David Karger tweets today:
Ironically amusing that ontology researchers can’t manage to agree on a canonical tag for their conference #iswc #iswc12 #iswc2012
If that’s true for ontology researchers, what chance does the rest of the world have?
Just to help ontology researchers along a bit (in LTM syntax):
*****
/* typing topics */
[conf = "conference"]
/* scoping topics */
[SWTwiiter01 : conf = "Semantic Web, Twitter hashtag 01."]
[SWTwiiter02 : conf = "Semantic Web, Twitter hashtag 02."]
[SWTwiiter03 : conf = "Semantic Web, Twitter hashtag 03."]
[iswc2012 : conf = "ISWC 2012, The 11th International Semantic Web Conference"
("#iswc" / SWTwitter01)
("#iswc12" / SWTwitter02)
("#iswc2012" / SWTwitter03)]
*****
I added the “conf” typing topic to the scoping topics to distinguish those tags from other for:
ISWC (International Standard Musical Work Code)

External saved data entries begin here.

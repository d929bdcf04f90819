//! Request and response contracts shared by every provider, plus the
//! per-dispatch option structs accepted by the [`Orchestrator`](crate::orchestrator::Orchestrator).

use crate::error::{IntegratorError, Result};
use crate::provenance::{ProvenanceContext, ProvenanceEnvelope};
use serde::{Deserialize, Serialize};
use serde_json::Value;

/// Reserved metadata key under which the provenance envelope is attached.
pub const PROVENANCE_KEY: &str = "provenance";

/// Inclusive bounds on [`ImageRequest::num_images`].
pub const MIN_IMAGES_PER_REQUEST: u32 = 1;
pub const MAX_IMAGES_PER_REQUEST: u32 = 10;

/// Open key-value bag used for usage, metadata, and provider-specific parameters.
pub type Metadata = serde_json::Map<String, Value>;

/// Standard image dimensions.
///
/// Providers declare the subset they accept via
/// [`ImageProvider::supported_sizes`](crate::traits::ImageProvider::supported_sizes).
#[derive(Debug, Clone, Copy, PartialEq, Eq, Hash, PartialOrd, Ord, Serialize, Deserialize, Default)]
pub enum ImageSize {
    #[serde(rename = "256x256")]
    Small,
    #[serde(rename = "512x512")]
    Medium,
    #[default]
    #[serde(rename = "1024x1024")]
    Large,
    /// Landscape.
    #[serde(rename = "1792x1024")]
    Wide,
    /// Portrait.
    #[serde(rename = "1024x1792")]
    Tall,
}

impl ImageSize {
    pub const ALL: [ImageSize; 5] = [
        Self::Small,
        Self::Medium,
        Self::Large,
        Self::Wide,
        Self::Tall,
    ];

    pub fn as_str(&self) -> &'static str {
        match self {
            Self::Small => "256x256",
            Self::Medium => "512x512",
            Self::Large => "1024x1024",
            Self::Wide => "1792x1024",
            Self::Tall => "1024x1792",
        }
    }

    /// Width in pixels.
    pub fn width(&self) -> u32 {
        match self {
            Self::Small => 256,
            Self::Medium => 512,
            Self::Large | Self::Tall => 1024,
            Self::Wide => 1792,
        }
    }

    /// Height in pixels.
    pub fn height(&self) -> u32 {
        match self {
            Self::Small => 256,
            Self::Medium => 512,
            Self::Large | Self::Wide => 1024,
            Self::Tall => 1792,
        }
    }

    pub fn is_square(&self) -> bool {
        self.width() == self.height()
    }
}

/// Visual style presets, mapped by each provider onto its own parameters.
#[derive(Debug, Clone, Copy, PartialEq, Eq, Hash, PartialOrd, Ord, Serialize, Deserialize, Default)]
#[serde(rename_all = "snake_case")]
pub enum ImageStyle {
    #[default]
    Photorealistic,
    Artistic,
    /// Technical drawings, blueprints.
    Technical,
    /// Hand-drawn appearance.
    Sketch,
    Natural,
    Vivid,
}

impl ImageStyle {
    pub const ALL: [ImageStyle; 6] = [
        Self::Photorealistic,
        Self::Artistic,
        Self::Technical,
        Self::Sketch,
        Self::Natural,
        Self::Vivid,
    ];

    pub fn as_str(&self) -> &'static str {
        match self {
            Self::Photorealistic => "photorealistic",
            Self::Artistic => "artistic",
            Self::Technical => "technical",
            Self::Sketch => "sketch",
            Self::Natural => "natural",
            Self::Vivid => "vivid",
        }
    }
}

/// Output encoding of generated images.
#[derive(Debug, Clone, Copy, PartialEq, Eq, Hash, PartialOrd, Ord, Serialize, Deserialize, Default)]
#[serde(rename_all = "snake_case")]
pub enum ImageFormat {
    #[default]
    Png,
    Jpeg,
    Webp,
    /// Base64-encoded payload embedded in the response.
    B64Json,
}

impl ImageFormat {
    pub const ALL: [ImageFormat; 4] = [Self::Png, Self::Jpeg, Self::Webp, Self::B64Json];

    pub fn as_str(&self) -> &'static str {
        match self {
            Self::Png => "png",
            Self::Jpeg => "jpeg",
            Self::Webp => "webp",
            Self::B64Json => "b64_json",
        }
    }
}

macro_rules! display_as_str {
    ($($ty:ty),*) => {
        $(impl std::fmt::Display for $ty {
            fn fmt(&self, f: &mut std::fmt::Formatter<'_>) -> std::fmt::Result {
                f.write_str(self.as_str())
            }
        })*
    };
}

display_as_str!(ImageSize, ImageStyle, ImageFormat);

/// A single turn of prior conversation passed to chat-capable text providers.
#[derive(Debug, Clone, PartialEq, Eq, Serialize, Deserialize)]
pub struct ChatMessage {
    pub role: String,
    pub content: String,
}

/// Per-dispatch options for text generation.
///
/// `model` may be omitted for single dispatch (the provider's default model is
/// used) but is required for every entry of a text fan-out.
#[derive(Debug, Clone, PartialEq)]
pub struct TextOptions {
    pub model: Option<String>,
    pub temperature: f64,
    pub max_tokens: Option<u32>,
    pub system_prompt: Option<String>,
    pub messages: Vec<ChatMessage>,
    /// Provider-specific parameters passed through untouched.
    pub parameters: Metadata,
    pub provenance: ProvenanceContext,
}

impl Default for TextOptions {
    fn default() -> Self {
        Self {
            model: None,
            temperature: 0.7,
            max_tokens: None,
            system_prompt: None,
            messages: Vec::new(),
            parameters: Metadata::new(),
            provenance: ProvenanceContext::default(),
        }
    }
}

impl TextOptions {
    /// Options naming an explicit model, everything else default.
    pub fn with_model(model: impl Into<String>) -> Self {
        Self {
            model: Some(model.into()),
            ..Self::default()
        }
    }
}

/// Per-dispatch options for image generation. Every field has a provider-agnostic
/// default, so `ImageOptions::default()` is always a complete request.
#[derive(Debug, Clone, PartialEq)]
pub struct ImageOptions {
    pub model: Option<String>,
    pub negative_prompt: Option<String>,
    pub size: ImageSize,
    pub style: ImageStyle,
    pub format: ImageFormat,
    pub num_images: u32,
    pub seed: Option<u64>,
    pub quality: String,
    pub parameters: Metadata,
    pub provenance: ProvenanceContext,
}

impl Default for ImageOptions {
    fn default() -> Self {
        Self {
            model: None,
            negative_prompt: None,
            size: ImageSize::default(),
            style: ImageStyle::default(),
            format: ImageFormat::default(),
            num_images: 1,
            seed: None,
            quality: "standard".to_string(),
            parameters: Metadata::new(),
            provenance: ProvenanceContext::default(),
        }
    }
}

fn normalize_prompt(prompt: String) -> Result<String> {
    let trimmed = prompt.trim();
    if trimmed.is_empty() {
        return Err(IntegratorError::validation("request", "prompt cannot be empty"));
    }
    Ok(trimmed.to_string())
}

/// Normalized text generation request handed to a [`TextProvider`](crate::traits::TextProvider).
///
/// The prompt is trimmed and guaranteed non-empty; it can only be set through
/// [`TextRequest::new`].
#[derive(Debug, Clone, PartialEq, Serialize)]
pub struct TextRequest {
    prompt: String,
    pub model: String,
    pub temperature: f64,
    #[serde(skip_serializing_if = "Option::is_none")]
    pub max_tokens: Option<u32>,
    #[serde(skip_serializing_if = "Option::is_none")]
    pub system_prompt: Option<String>,
    #[serde(skip_serializing_if = "Vec::is_empty")]
    pub messages: Vec<ChatMessage>,
    pub parameters: Metadata,
}

impl TextRequest {
    pub fn new(prompt: impl Into<String>, model: impl Into<String>) -> Result<Self> {
        Ok(Self {
            prompt: normalize_prompt(prompt.into())?,
            model: model.into(),
            temperature: 0.7,
            max_tokens: None,
            system_prompt: None,
            messages: Vec::new(),
            parameters: Metadata::new(),
        })
    }

    /// Build a request from dispatch options with an already-resolved model.
    pub fn from_options(
        prompt: impl Into<String>,
        model: impl Into<String>,
        options: &TextOptions,
    ) -> Result<Self> {
        let mut request = Self::new(prompt, model)?;
        request.temperature = options.temperature;
        request.max_tokens = options.max_tokens;
        request.system_prompt = options.system_prompt.clone();
        request.messages = options.messages.clone();
        request.parameters = options.parameters.clone();
        Ok(request)
    }

    pub fn prompt(&self) -> &str {
        &self.prompt
    }
}

/// Normalized image generation request handed to an
/// [`ImageProvider`](crate::traits::ImageProvider).
///
/// The prompt is trimmed and non-empty and `num_images` lies in
/// [`MIN_IMAGES_PER_REQUEST`]..=[`MAX_IMAGES_PER_REQUEST`]; both are checked at
/// construction, never deferred to the backend.
#[derive(Debug, Clone, PartialEq, Serialize)]
pub struct ImageRequest {
    prompt: String,
    #[serde(skip_serializing_if = "Option::is_none")]
    pub negative_prompt: Option<String>,
    pub size: ImageSize,
    pub style: ImageStyle,
    pub format: ImageFormat,
    num_images: u32,
    #[serde(skip_serializing_if = "Option::is_none")]
    pub seed: Option<u64>,
    #[serde(skip_serializing_if = "Option::is_none")]
    pub model: Option<String>,
    pub quality: String,
    pub parameters: Metadata,
}

impl ImageRequest {
    pub fn new(prompt: impl Into<String>) -> Result<Self> {
        Self::from_options(prompt, &ImageOptions::default())
    }

    pub fn from_options(prompt: impl Into<String>, options: &ImageOptions) -> Result<Self> {
        let prompt = normalize_prompt(prompt.into())?;
        check_num_images(options.num_images)?;
        Ok(Self {
            prompt,
            negative_prompt: options.negative_prompt.clone(),
            size: options.size,
            style: options.style,
            format: options.format,
            num_images: options.num_images,
            seed: options.seed,
            model: options.model.clone(),
            quality: options.quality.clone(),
            parameters: options.parameters.clone(),
        })
    }

    /// Replace the batch size, re-checking the allowed range.
    pub fn with_num_images(mut self, num_images: u32) -> Result<Self> {
        check_num_images(num_images)?;
        self.num_images = num_images;
        Ok(self)
    }

    pub fn prompt(&self) -> &str {
        &self.prompt
    }

    pub fn num_images(&self) -> u32 {
        self.num_images
    }
}

fn check_num_images(num_images: u32) -> Result<()> {
    if num_images < MIN_IMAGES_PER_REQUEST {
        return Err(IntegratorError::validation(
            "request",
            format!("num_images must be at least {}", MIN_IMAGES_PER_REQUEST),
        ));
    }
    if num_images > MAX_IMAGES_PER_REQUEST {
        return Err(IntegratorError::validation(
            "request",
            format!("num_images cannot exceed {}", MAX_IMAGES_PER_REQUEST),
        ));
    }
    Ok(())
}

fn provenance_in(metadata: &Metadata) -> Option<&Value> {
    metadata.get(PROVENANCE_KEY)
}

/// Result of a single text generation call.
#[derive(Debug, Clone, PartialEq, Serialize, Deserialize)]
pub struct TextResponse {
    pub text: String,
    /// Model identifier actually used by the backend.
    pub model: String,
    /// Display name of the provider that produced the response.
    pub provider: String,
    #[serde(default)]
    pub usage: Metadata,
    #[serde(default)]
    pub metadata: Metadata,
}

impl TextResponse {
    /// The attached provenance envelope, if any.
    pub fn provenance(&self) -> Option<&Value> {
        provenance_in(&self.metadata)
    }

    pub(crate) fn attach_provenance(&mut self, envelope: &ProvenanceEnvelope) {
        self.metadata
            .insert(PROVENANCE_KEY.to_string(), envelope.to_value());
    }
}

impl std::fmt::Display for TextResponse {
    fn fmt(&self, f: &mut std::fmt::Formatter<'_>) -> std::fmt::Result {
        f.write_str(&self.text)
    }
}

/// One image of a generated batch.
#[derive(Debug, Clone, PartialEq, Eq, Default, Serialize, Deserialize)]
pub struct GeneratedImage {
    /// Raw image bytes, when the backend returns them inline. Serialized as a
    /// `has_data` flag only; the bytes are never written out.
    #[serde(
        rename = "has_data",
        serialize_with = "serialize_presence",
        skip_deserializing
    )]
    pub data: Option<Vec<u8>>,
    /// URL of the hosted image, when the backend returns one.
    pub url: Option<String>,
    /// Prompt as rewritten by the backend, if it rewrites prompts.
    pub revised_prompt: Option<String>,
    /// Zero-based position in the batch.
    pub index: usize,
}

fn serialize_presence<S: serde::Serializer>(
    data: &Option<Vec<u8>>,
    serializer: S,
) -> std::result::Result<S::Ok, S::Error> {
    serializer.serialize_bool(data.as_ref().is_some_and(|d| !d.is_empty()))
}

impl GeneratedImage {
    pub fn has_data(&self) -> bool {
        self.data.as_ref().is_some_and(|d| !d.is_empty())
    }

    pub fn has_url(&self) -> bool {
        self.url.as_ref().is_some_and(|u| !u.is_empty())
    }
}

/// Result of a single image generation call.
#[derive(Debug, Clone, PartialEq, Default, Serialize, Deserialize)]
pub struct ImageResponse {
    pub images: Vec<GeneratedImage>,
    pub model: String,
    pub provider: String,
    #[serde(default)]
    pub usage: Metadata,
    #[serde(default)]
    pub metadata: Metadata,
    pub request_id: Option<String>,
}

impl ImageResponse {
    pub fn image_count(&self) -> usize {
        self.images.len()
    }

    pub fn first_image(&self) -> Option<&GeneratedImage> {
        self.images.first()
    }

    /// URLs of every image that has one, in batch order.
    pub fn image_urls(&self) -> Vec<&str> {
        self.images
            .iter()
            .filter(|img| img.has_url())
            .filter_map(|img| img.url.as_deref())
            .collect()
    }

    /// The attached provenance envelope, if any.
    pub fn provenance(&self) -> Option<&Value> {
        provenance_in(&self.metadata)
    }

    pub(crate) fn attach_provenance(&mut self, envelope: &ProvenanceEnvelope) {
        self.metadata
            .insert(PROVENANCE_KEY.to_string(), envelope.to_value());
        if self.request_id.is_none() {
            self.request_id = Some(envelope.request_id.clone());
        }
    }
}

Welcome to ISWC 2013! The International Symposium on Wearable Computers (ISWC)
Wikipedia – ISWC, also lists:
International Speed Windsurfing Class
But missed:
International Student Welcome Committee
There remains the task of distinguishing tags in the wild from tags for these other subjects.
Once that is done, all the tweets about the conference, under these or other tags, can be collocated for a full set of tweets about the conference.

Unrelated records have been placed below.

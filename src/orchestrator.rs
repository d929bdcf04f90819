//! The orchestrator that routes generation requests to registered providers.

use crate::api::{
    ImageOptions, ImageRequest, ImageResponse, TextOptions, TextRequest, TextResponse,
};
use crate::error::{IntegratorError, Result};
use crate::provenance::{EnvelopeFields, ProvenanceContext, ProvenanceEnvelope, create_envelope};
use crate::registry::{ProviderListing, ProviderRegistry};
use crate::traits::{ImageProvider, ImageProviderSummary, TextProvider, TextProviderSummary};
use futures::future::join_all;
use serde_json::{Value, json};
use std::collections::{BTreeMap, HashMap};
use std::sync::Arc;
use std::time::{Duration, Instant};
use tokio::sync::RwLock;

/// Routes text and image generation requests to named providers.
///
/// Holds two independent registries, one per modality, each behind its own
/// async lock. Provider handles are cloned out of a registry before any
/// backend call is awaited, so registry mutations never wait on in-flight
/// generation and in-flight generation never observes a half-applied
/// mutation.
///
/// Every successful response carries a provenance envelope under
/// `metadata["provenance"]`.
pub struct Orchestrator {
    text: RwLock<ProviderRegistry<dyn TextProvider>>,
    image: RwLock<ProviderRegistry<dyn ImageProvider>>,
}

impl Default for Orchestrator {
    fn default() -> Self {
        Self::new()
    }
}

impl Orchestrator {
    /// Create an orchestrator with empty registries.
    pub fn new() -> Self {
        Self {
            text: RwLock::new(ProviderRegistry::new("text")),
            image: RwLock::new(ProviderRegistry::new("image")),
        }
    }

    /// Create an [`OrchestratorBuilder`] for registering providers up front.
    pub fn builder() -> OrchestratorBuilder {
        OrchestratorBuilder::default()
    }

    // ------------------------------------------------------------------
    // Text registry
    // ------------------------------------------------------------------

    /// Register a text provider under `name`, replacing any previous entry.
    /// The first provider registered becomes the default.
    pub async fn add_provider(
        &self,
        name: impl Into<String>,
        provider: Arc<dyn TextProvider>,
    ) -> Option<Arc<dyn TextProvider>> {
        let name = name.into();
        tracing::info!(provider = %name, backend = %provider.name(), "Registering text provider");
        self.text.write().await.add(name, provider)
    }

    /// Remove a text provider. Removing an unknown name is a no-op.
    pub async fn remove_provider(&self, name: &str) -> Option<Arc<dyn TextProvider>> {
        let removed = self.text.write().await.remove(name);
        if removed.is_some() {
            tracing::info!(provider = %name, "Removed text provider");
        }
        removed
    }

    pub async fn set_default_provider(&self, name: &str) -> Result<()> {
        self.text.write().await.set_default(name)
    }

    /// Look up a text provider by name, or the default when `name` is `None`.
    pub async fn get_provider(&self, name: Option<&str>) -> Result<Arc<dyn TextProvider>> {
        self.text.read().await.get(name)
    }

    pub async fn default_provider(&self) -> Option<String> {
        self.text.read().await.default_name().map(str::to_string)
    }

    pub async fn list_providers(&self) -> BTreeMap<String, TextProviderSummary> {
        self.text.read().await.list()
    }

    // ------------------------------------------------------------------
    // Image registry
    // ------------------------------------------------------------------

    /// Register an image provider under `name`, replacing any previous entry.
    /// The first provider registered becomes the default.
    pub async fn add_image_provider(
        &self,
        name: impl Into<String>,
        provider: Arc<dyn ImageProvider>,
    ) -> Option<Arc<dyn ImageProvider>> {
        let name = name.into();
        tracing::info!(provider = %name, backend = %provider.name(), "Registering image provider");
        self.image.write().await.add(name, provider)
    }

    pub async fn remove_image_provider(&self, name: &str) -> Option<Arc<dyn ImageProvider>> {
        let removed = self.image.write().await.remove(name);
        if removed.is_some() {
            tracing::info!(provider = %name, "Removed image provider");
        }
        removed
    }

    pub async fn set_default_image_provider(&self, name: &str) -> Result<()> {
        self.image.write().await.set_default(name)
    }

    pub async fn get_image_provider(&self, name: Option<&str>) -> Result<Arc<dyn ImageProvider>> {
        self.image.read().await.get(name)
    }

    pub async fn default_image_provider(&self) -> Option<String> {
        self.image.read().await.default_name().map(str::to_string)
    }

    pub async fn list_image_providers(&self) -> BTreeMap<String, ImageProviderSummary> {
        self.image.read().await.list()
    }

    /// Both registries in one view.
    pub async fn list_all_providers(&self) -> ProviderListing {
        ProviderListing {
            text: self.list_providers().await,
            image: self.list_image_providers().await,
        }
    }

    // ------------------------------------------------------------------
    // Dispatch
    // ------------------------------------------------------------------

    /// Generate text with one provider.
    ///
    /// `provider` defaults to the default text provider. The model is
    /// resolved from `model`, then `options.model`, then the provider's
    /// [`default_model`](TextProvider::default_model). Fails with
    /// [`IntegratorError::ModelNotFound`] before any backend call when the
    /// provider does not serve the model.
    #[tracing::instrument(skip_all, fields(provider, model))]
    pub async fn generate_text(
        &self,
        prompt: &str,
        model: Option<&str>,
        provider: Option<&str>,
        options: TextOptions,
    ) -> Result<TextResponse> {
        let (name, handle) = self.text.read().await.resolve(provider)?;
        let model = match model.map(str::to_string).or_else(|| options.model.clone()) {
            Some(model) => model,
            None => handle.default_model().ok_or_else(|| missing_model(&name))?,
        };
        tracing::Span::current().record("provider", name.as_str());
        tracing::Span::current().record("model", model.as_str());

        dispatch_text(&name, handle, prompt, model, &options).await
    }

    /// Generate images with one provider.
    ///
    /// The request is checked against the provider's capabilities first; on
    /// any violation the call fails with [`IntegratorError::ValidationFailed`]
    /// carrying every violation, and the backend is never invoked.
    #[tracing::instrument(skip_all, fields(provider))]
    pub async fn generate_image(
        &self,
        prompt: &str,
        provider: Option<&str>,
        options: ImageOptions,
    ) -> Result<ImageResponse> {
        let (name, handle) = self.image.read().await.resolve(provider)?;
        tracing::Span::current().record("provider", name.as_str());

        dispatch_image(&name, handle, prompt, &options).await
    }

    /// Send the same prompt to several text providers concurrently.
    ///
    /// Keys name registered providers; each entry's options must name a
    /// model. The returned map has exactly the input keys. A failing entry
    /// (unknown provider, missing or unknown model, backend error) yields an
    /// `Err` for that key only and never affects its siblings.
    pub async fn generate_text_fan_out(
        &self,
        prompt: &str,
        entries: HashMap<String, TextOptions>,
    ) -> HashMap<String, Result<TextResponse>> {
        metrics::counter!("provider_fan_out.total", "kind" => "text").increment(1);
        tracing::info!(entries = entries.len(), "Text fan-out started");

        let resolved: Vec<_> = {
            let registry = self.text.read().await;
            entries
                .into_iter()
                .map(|(name, options)| {
                    let handle = registry.get(Some(&name));
                    (name, handle, options)
                })
                .collect()
        };

        let calls = resolved.into_iter().map(|(name, handle, options)| async move {
            let result = match (handle, options.model.clone()) {
                (Err(e), _) => Err(e),
                (Ok(_), None) => Err(missing_model(&name)),
                (Ok(handle), Some(model)) => {
                    dispatch_text(&name, handle, prompt, model, &options).await
                }
            };
            if let Err(e) = &result {
                tracing::warn!(provider = %name, error = %e, "Fan-out entry failed");
            }
            (name, result)
        });

        join_all(calls).await.into_iter().collect()
    }

    /// Send the same prompt to several image providers concurrently.
    ///
    /// Each entry is validated against its own provider's capabilities.
    /// Failures are captured per key exactly as in
    /// [`generate_text_fan_out`](Self::generate_text_fan_out).
    pub async fn generate_image_fan_out(
        &self,
        prompt: &str,
        entries: HashMap<String, ImageOptions>,
    ) -> HashMap<String, Result<ImageResponse>> {
        metrics::counter!("provider_fan_out.total", "kind" => "image").increment(1);
        tracing::info!(entries = entries.len(), "Image fan-out started");

        let resolved: Vec<_> = {
            let registry = self.image.read().await;
            entries
                .into_iter()
                .map(|(name, options)| {
                    let handle = registry.get(Some(&name));
                    (name, handle, options)
                })
                .collect()
        };

        let calls = resolved.into_iter().map(|(name, handle, options)| async move {
            let result = match handle {
                Ok(handle) => dispatch_image(&name, handle, prompt, &options).await,
                Err(e) => Err(e),
            };
            if let Err(e) = &result {
                tracing::warn!(provider = %name, error = %e, "Fan-out entry failed");
            }
            (name, result)
        });

        join_all(calls).await.into_iter().collect()
    }
}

Other subjects and relationships, such as person, date, location, topic, tags, retweets, etc., can be just as easily added.
Personally I would make the default sort order for Tweet a function of date/time, quite possibly mis-using sortname for that purpose. People are accustomed to seeing Tweets in time order and fancy collocation can wait until they select an author, subject, tag, etc.